I was solving my linear algebra homework and the activity says:
"Find a linear transformation $T: \mathbb{R}^2 \rightarrow \mathbb{R}^2 $ that transforms the triangle with vertices $A(0;0)$, $B(3;0)$ and $C(5;6)$ into a triangle with vertices $P(1;3)$, $Q(0;0)$ and $S(1;0)$."
I don't know how to find the transformation, what should I do? Solving an equation system, or replacing points or what? Because I just know how to do the opposite thing
On
I think about what the tranformation does do the basis vectors.
$B = 3\begin{bmatrix} 1\\ 0 \end{bmatrix}+0\begin{bmatrix} 0\\1\end{bmatrix}.$
$T(B) = 3T\left(\begin{bmatrix} 1\\ 0 \end{bmatrix}\right)= \begin{bmatrix} 1\\ 0 \end{bmatrix}\\ T\left(\begin{bmatrix} 1\\ 0 \end{bmatrix}\right) =\begin{bmatrix} \frac 13\\ 0 \end{bmatrix}$
That gives us what is happening to one basis vector.

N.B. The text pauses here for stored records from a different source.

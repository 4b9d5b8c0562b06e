use tracing::debug;
use vlang::{
    Count, LocaleSuggestions, MessageTable, TranslateOptions, Vlang, traits::Document,
};

/// Options of the `translate` subcommand.
#[derive(Debug, Clone, Default)]
pub struct TranslateRequest {
    pub tables: Vec<String>,
    pub key: String,
    pub count: Option<String>,
    pub locale: Option<String>,
    pub locales: Vec<String>,
    pub best_match: bool,
    pub no_debug: bool,
}

/// Load and merge tables, later files overriding earlier ones.
pub fn load_tables(paths: &[String]) -> Result<MessageTable, String> {
    let tables = paths
        .iter()
        .map(|path| {
            MessageTable::read_from(path).map_err(|e| format!("Failed to read {}: {}", path, e))
        })
        .collect::<Result<Vec<_>, _>>()?;
    Ok(MessageTable::merge(tables))
}

/// Resolve one key the way the runtime would.
///
/// Without `--best-match`, `--locale` acts as the user's choice among the
/// enabled locales (`--locales`, or the table's own locales) and the key is
/// looked up in exactly that bucket. With it, the closest table locale to
/// `--locale` is used.
pub fn run_translate(request: &TranslateRequest) -> Result<String, String> {
    let table = load_tables(&request.tables)?;
    let count = request.count.as_deref().and_then(Count::parse);
    if request.count.is_some() && count.is_none() {
        debug!(count = ?request.count, "count is not numeric, translating as static");
    }

    let options = TranslateOptions::new().with_debug(!request.no_debug);
    let locales: Vec<String> = if request.locales.is_empty() {
        table.locales().into_iter().map(str::to_string).collect()
    } else {
        request.locales.clone()
    };

    let suggestions = LocaleSuggestions::new().with_chosen(request.locale.clone());
    let vlang = Vlang::new(locales, suggestions, options).map_err(|e| e.to_string())?;

    if request.best_match {
        Ok(vlang.translate_best_match(request.locale.as_deref(), &request.key, count, &table))
    } else {
        Ok(vlang.translate(&request.key, count, &table))
    }
}
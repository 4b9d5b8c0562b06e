//! YAML-backed documents: `.vlg` translation files and `vlang.yml`.

use std::{
    fs::{self, File},
    io::{BufReader, BufWriter, Read, Write},
    path::Path,
};

use serde::{Serialize, de::DeserializeOwned};

use crate::{config::Config, error::Error, types::MessageTable};

/// A value stored on disk as YAML.
///
/// JSON input is accepted too, since YAML is a superset of it.
///
/// # Example
///
/// ```rust,no_run
/// use vlang::{MessageTable, traits::Document};
/// let table = MessageTable::read_from("i18n/components/Header.vlg")?;
/// table.write_to("i18n/components/Header.copy.vlg")?;
/// Ok::<(), vlang::Error>(())
/// ```
pub trait Document: Sized + Serialize + DeserializeOwned {
    /// Parse from any reader.
    fn from_reader<R: Read>(reader: R) -> Result<Self, Error> {
        serde_yaml::from_reader(reader).map_err(Error::Yaml)
    }

    /// Parse from a file path.
    fn read_from<P: AsRef<Path>>(path: P) -> Result<Self, Error> {
        let file = File::open(path)?;
        Self::from_reader(BufReader::new(file))
    }

    /// Parse from a string.
    fn parse_document(s: &str) -> Result<Self, Error> {
        serde_yaml::from_str(s).map_err(Error::Yaml)
    }

    /// Write to any writer.
    fn to_writer<W: Write>(&self, writer: W) -> Result<(), Error> {
        serde_yaml::to_writer(writer, self).map_err(Error::Yaml)
    }

    /// Write to a file path, creating parent directories as needed.
    fn write_to<P: AsRef<Path>>(&self, path: P) -> Result<(), Error> {
        let path = path.as_ref();
        if let Some(parent) = path.parent() {
            fs::create_dir_all(parent)?;
        }
        let mut writer = BufWriter::new(File::create(path)?);
        self.to_writer(&mut writer)?;
        writer.flush()?;
        Ok(())
    }

    /// Render as a YAML string.
    fn to_yaml_string(&self) -> Result<String, Error> {
        serde_yaml::to_string(self).map_err(Error::Yaml)
    }
}

impl Document for MessageTable {}

impl Document for Config {}

#[cfg(test)]
mod tests {
    use super::*;
    use crate::types::{LocaleMessages, MessageEntry};

    #[test]
    fn test_table_roundtrip_through_file() {
        let dir = tempfile::tempdir().unwrap();
        let path = dir.path().join("nested/Header.vlg");

        let table = MessageTable::from_records(vec![
            LocaleMessages::new("en").with("TITLE", "Welcome"),
        ]);
        table.write_to(&path).unwrap();

        let read = MessageTable::read_from(&path).unwrap();
        assert_eq!(read, table);
    }

    #[test]
    fn test_parse_json_document() {
        let table =
            MessageTable::parse_document(r#"{"fr": {"messages": {"TITLE": "Bienvenue"}}}"#).unwrap();
        assert_eq!(
            table.lookup("fr", "TITLE"),
            Some(&MessageEntry::Static("Bienvenue".to_string()))
        );
    }

    #[test]
    fn test_yaml_output_is_record_form() {
        let table = MessageTable::from_records(vec![LocaleMessages::new("en").with("A", "a")]);
        let yaml = table.to_yaml_string().unwrap();
        assert!(yaml.contains("locale: en"));
        assert!(yaml.contains("A: a"));
    }

    #[test]
    fn test_read_missing_file() {
        let err = MessageTable::read_from("/definitely/not/here.vlg").unwrap_err();
        assert!(matches!(err, Error::Io(_)));
    }
}
//! Locale selection.
//!
//! Two independent questions are answered here:
//!
//! - Which locale is active for a session, given the enabled locales and a
//!   set of prioritised suggestions ([`resolve_active_locale`]).
//! - Which of a table's locales best serves a requested locale
//!   ([`best_locale_match`]).

use serde::{Deserialize, Serialize};
use tracing::{debug, warn};

use crate::error::Error;

/// A locale split into its language and country parts, lowercased.
#[derive(Debug, Clone, PartialEq, Eq)]
pub struct LocaleParts {
    pub lang: String,
    pub country: Option<String>,
}

/// Lowercases `locale` and splits it on `-` or `_`.
///
/// Only the first two subtags are kept: `zh-Hant-TW` becomes `zh` / `hant`.
pub fn split_locale(locale: &str) -> LocaleParts {
    let lower = locale.to_lowercase();
    let mut parts = lower.split(['-', '_']);
    let lang = parts.next().unwrap_or_default().to_string();
    let country = parts.next().map(str::to_string);
    LocaleParts { lang, country }
}

/// How well two locales match.
#[derive(Debug, Clone, Copy, PartialEq, Eq, PartialOrd, Ord, Hash)]
pub enum MatchQuality {
    None = 0,
    Language = 1,
    Exact = 2,
}

impl MatchQuality {
    pub fn score(self) -> u8 {
        self as u8
    }
}

/// Compares two locales.
///
/// Absent (or empty) locales only match each other.
pub fn compare_locales(a: Option<&str>, b: Option<&str>) -> MatchQuality {
    let a = a.filter(|s| !s.is_empty());
    let b = b.filter(|s| !s.is_empty());

    let (a, b) = match (a, b) {
        (Some(a), Some(b)) => (split_locale(a), split_locale(b)),
        (None, None) => return MatchQuality::Exact,
        _ => return MatchQuality::None,
    };

    if a.lang != b.lang {
        MatchQuality::None
    } else if a.country == b.country {
        MatchQuality::Exact
    } else {
        MatchQuality::Language
    }
}

/// Picks the available locale that best matches `requested`.
///
/// Ties go to the earliest candidate, so when nothing matches at all the
/// first available locale is returned. `None` only when `available` is empty.
pub fn best_locale_match<'a, S: AsRef<str>>(
    available: &'a [S],
    requested: Option<&str>,
) -> Option<&'a str> {
    let mut best: Option<(&'a str, MatchQuality)> = None;

    for candidate in available {
        let candidate = candidate.as_ref();
        let quality = compare_locales(requested, Some(candidate));
        if best.is_none_or(|(_, q)| quality > q) {
            best = Some((candidate, quality));
        }
    }

    if let Some((locale, quality)) = best {
        debug!(requested = ?requested, locale, score = quality.score(), "best locale match");
    }
    best.map(|(locale, _)| locale)
}

/// What to do with a suggestion that is not an enabled locale.
#[derive(Debug, Clone, Copy, PartialEq, Eq, Default, Deserialize, Serialize)]
#[serde(rename_all = "snake_case")]
pub enum UnknownLocalePolicy {
    /// Drop it silently.
    #[default]
    Ignore,
    /// Drop it and emit a warning.
    Warn,
}

/// Locale suggestions, from highest to lowest priority.
#[derive(Debug, Clone, PartialEq, Eq, Default, Deserialize, Serialize)]
pub struct LocaleSuggestions {
    /// Explicit user selection during this session.
    #[serde(default)]
    pub chosen: Option<String>,

    /// Locale suggested by the server that rendered the page.
    #[serde(default)]
    pub server_suggested: Option<String>,

    /// Locale remembered from a previous session (cookie, storage, ...).
    #[serde(default)]
    pub persisted: Option<String>,
}

impl LocaleSuggestions {
    pub fn new() -> Self {
        Self::default()
    }

    pub fn with_chosen(mut self, chosen: Option<String>) -> Self {
        self.chosen = chosen;
        self
    }

    pub fn with_server_suggested(mut self, server_suggested: Option<String>) -> Self {
        self.server_suggested = server_suggested;
        self
    }

    pub fn with_persisted(mut self, persisted: Option<String>) -> Self {
        self.persisted = persisted;
        self
    }
}

/// Keeps `candidate` only if it is one of `locales`.
pub fn sanitize_locale<'a, S: AsRef<str>>(
    locales: &[S],
    candidate: Option<&'a str>,
    policy: UnknownLocalePolicy,
) -> Option<&'a str> {
    let candidate = candidate?;
    if locales.iter().any(|l| l.as_ref() == candidate) {
        return Some(candidate);
    }
    if policy == UnknownLocalePolicy::Warn {
        warn!(locale = candidate, "ignoring locale suggestion that is not enabled");
    }
    None
}

/// Computes the active locale: chosen, then server-suggested, then persisted,
/// then the first enabled locale.
///
/// Unknown suggestions are dropped silently.
pub fn resolve_active_locale<S: AsRef<str>>(
    locales: &[S],
    suggestions: &LocaleSuggestions,
) -> Result<String, Error> {
    resolve_active_locale_with(locales, suggestions, UnknownLocalePolicy::Ignore)
}

/// Same as [`resolve_active_locale`] with an explicit policy for unknown
/// suggestions.
pub fn resolve_active_locale_with<S: AsRef<str>>(
    locales: &[S],
    suggestions: &LocaleSuggestions,
    policy: UnknownLocalePolicy,
) -> Result<String, Error> {
    let chosen = sanitize_locale(locales, suggestions.chosen.as_deref(), policy);
    let server = sanitize_locale(locales, suggestions.server_suggested.as_deref(), policy);
    let persisted = sanitize_locale(locales, suggestions.persisted.as_deref(), policy);

    chosen
        .or(server)
        .or(persisted)
        .or_else(|| locales.first().map(|l| l.as_ref()))
        .map(str::to_string)
        .ok_or_else(|| Error::configuration_error("no locale enabled and no valid suggestion"))
}
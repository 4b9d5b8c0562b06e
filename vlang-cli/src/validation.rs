use serde::Serialize;
use vlang::validate::{TableIssue, collect_table_issues};

use crate::translate::load_tables;

/// Problems found in one table file.
#[derive(Debug, Serialize)]
pub struct FileReport {
    pub file: String,
    pub issues: Vec<TableIssue>,
}

/// Validate file path exists and is readable
pub fn validate_file_path(path: &str) -> Result<(), String> {
    let path_obj = std::path::Path::new(path);

    if !path_obj.exists() {
        return Err(format!("File does not exist: {}", path));
    }

    if !path_obj.is_file() {
        return Err(format!("Path is not a file: {}", path));
    }

    Ok(())
}

/// Check every table, returning one report per file.
pub fn check_tables(paths: &[String]) -> Result<Vec<FileReport>, String> {
    paths
        .iter()
        .map(|path| -> Result<FileReport, String> {
            validate_file_path(path)?;
            let table = load_tables(std::slice::from_ref(path))?;
            Ok(FileReport {
                file: path.clone(),
                issues: collect_table_issues(&table),
            })
        })
        .collect()
}

/// Render reports; `Err` carries the report when any table has a problem.
pub fn run_validate(paths: &[String], json: bool) -> Result<String, String> {
    if paths.is_empty() {
        return Err("No input files provided".to_string());
    }

    let reports = check_tables(paths)?;
    let failed = reports.iter().any(|r| !r.issues.is_empty());

    let rendered = if json {
        serde_json::to_string_pretty(&reports).map_err(|e| e.to_string())?
    } else {
        render_text(&reports)
    };

    if failed { Err(rendered) } else { Ok(rendered) }
}

fn render_text(reports: &[FileReport]) -> String {
    let mut out = Vec::new();
    for report in reports {
        if report.issues.is_empty() {
            out.push(format!("✅ {}", report.file));
            continue;
        }
        out.push(format!(
            "❌ {}: Table validation failed ({} issue(s))",
            report.file,
            report.issues.len()
        ));
        for issue in &report.issues {
            out.push(format!("  - {}", issue));
        }
    }
    out.join("\n")
}
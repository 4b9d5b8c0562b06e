use serde::Serialize;

use crate::{
    error::Error,
    range::RangeExpr,
    types::{MessageEntry, MessageTable},
};

/// What is wrong with a table entry.
#[derive(Debug, Clone, PartialEq, Eq, Serialize)]
#[serde(tag = "kind", rename_all = "snake_case")]
pub enum IssueKind {
    /// A range expression that can never match.
    InvalidRange { range: String },
    /// A pluralized entry without any variant.
    NoVariants,
    /// A bucket whose locale is empty.
    EmptyLocale,
}

/// Non-fatal report describing one problem in a message table.
#[derive(Debug, Clone, PartialEq, Eq, Serialize)]
pub struct TableIssue {
    pub locale: String,
    pub key: String,
    #[serde(flatten)]
    pub kind: IssueKind,
}

impl std::fmt::Display for TableIssue {
    fn fmt(&self, f: &mut std::fmt::Formatter<'_>) -> std::fmt::Result {
        match &self.kind {
            IssueKind::InvalidRange { range } => write!(
                f,
                "locale='{}' key='{}': invalid range '{}'",
                self.locale, self.key, range
            ),
            IssueKind::NoVariants => write!(
                f,
                "locale='{}' key='{}': pluralized entry has no variants",
                self.locale, self.key
            ),
            IssueKind::EmptyLocale => write!(f, "bucket without a locale"),
        }
    }
}

/// Collect every problem in `table`.
pub fn collect_table_issues(table: &MessageTable) -> Vec<TableIssue> {
    let mut issues = Vec::new();

    for bucket in table.records() {
        if bucket.locale.trim().is_empty() {
            issues.push(TableIssue {
                locale: bucket.locale.clone(),
                key: String::from("<bucket>"),
                kind: IssueKind::EmptyLocale,
            });
        }

        for (key, entry) in &bucket.messages {
            let MessageEntry::Pluralized(forms) = entry else {
                continue;
            };
            if forms.is_empty() {
                issues.push(TableIssue {
                    locale: bucket.locale.clone(),
                    key: key.clone(),
                    kind: IssueKind::NoVariants,
                });
            }
            for range in forms.ranges() {
                if range.parse::<RangeExpr>().is_err() {
                    issues.push(TableIssue {
                        locale: bucket.locale.clone(),
                        key: key.clone(),
                        kind: IssueKind::InvalidRange {
                            range: range.to_string(),
                        },
                    });
                }
            }
        }
    }

    issues
}

/// Validate a table, failing with every problem found.
pub fn validate_table(table: &MessageTable) -> Result<(), Error> {
    let issues = collect_table_issues(table);
    if issues.is_empty() {
        return Ok(());
    }
    let lines: Vec<String> = issues.iter().map(ToString::to_string).collect();
    Err(Error::validation_error(format!(
        "Table validation failed:\n{}",
        lines.join("\n")
    )))
}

$C = 5\begin{bmatrix} 1\\ 0 \end{bmatrix}+6\begin{bmatrix} 0\\1\end{bmatrix}\\ T(C) = 5 T\left(\begin{bmatrix} 1\\ 0 \end{bmatrix}\right)+6T\left(\begin{bmatrix} 0\\ 1 \end{bmatrix}\right)=\begin{bmatrix} \frac 53 \\0\end {bmatrix} + 6T\left(\begin{bmatrix} 0\\ 1 \end{bmatrix}\right) = \begin{bmatrix} 1 \\3\end {bmatrix}\\ 6T\left(\begin{bmatrix} 0\\ 1 \end{bmatrix}\right) = \begin{bmatrix} 1 \\3\end {bmatrix} - \begin{bmatrix} \frac 53 \\ 0\end {bmatrix}\\ T\left(\begin{bmatrix} 0\\ 1 \end{bmatrix}\right) = \begin{bmatrix} -\frac 19 \\ \frac 12\end {bmatrix}$
Now that we know what is happening to the basis vectors, this defines our transformation.
$\begin{bmatrix} \frac 13 &-\frac 19 \\ 0&\frac 12\end {bmatrix}\begin{bmatrix} 3 &5\\0&6 \end {bmatrix} = \begin{bmatrix} 1 &1\\0&3 \end {bmatrix}$
We know that $T$ will map $A$ to $Q$ since $T$ must leave the origin fixed. So we have two choices: $$TB=P;\ TC=S$$ or $$TB=S;\ TC=P$$
Now let the matrix of $T$ in terms of the standard basis be $$\pmatrix{a&b\\c&d}$$ Pick one of the two possibilities for $T$ and write down the equations. This will give you four equations in the four unknowns $a,b,c,d.$
It's best to just start out with the equations for $TB$. The $y$ value of $0$ makes it trivial to solve for $a$ and $c$, and then you can plug these into the second set of equations.
EDIT
Another way of looking at it, prompted by the OP's comment. If we write $$\pmatrix{a&b\\c&d}\pmatrix{3\\0}=\pmatrix{3\\1}\\\pmatrix{a&b\\c&d}\pmatrix{5\\6}=\pmatrix{1\\0} $$ that comes to the same thing as writing $$\pmatrix{a&b\\c&d}\pmatrix{3&5\\0&6}=\pmatrix{3&1\\1&0}$$ Since $$\pmatrix{3&5\\0&6}$$ is invertible, we can solve for $a,b,c,d$ no matter what values the matrix on the right-hand side is. So it doesn't matter which point you decide to map $B$ to, you'll get a valid answer.
In this case, there are two correct answers to the question. You should consider giving them both.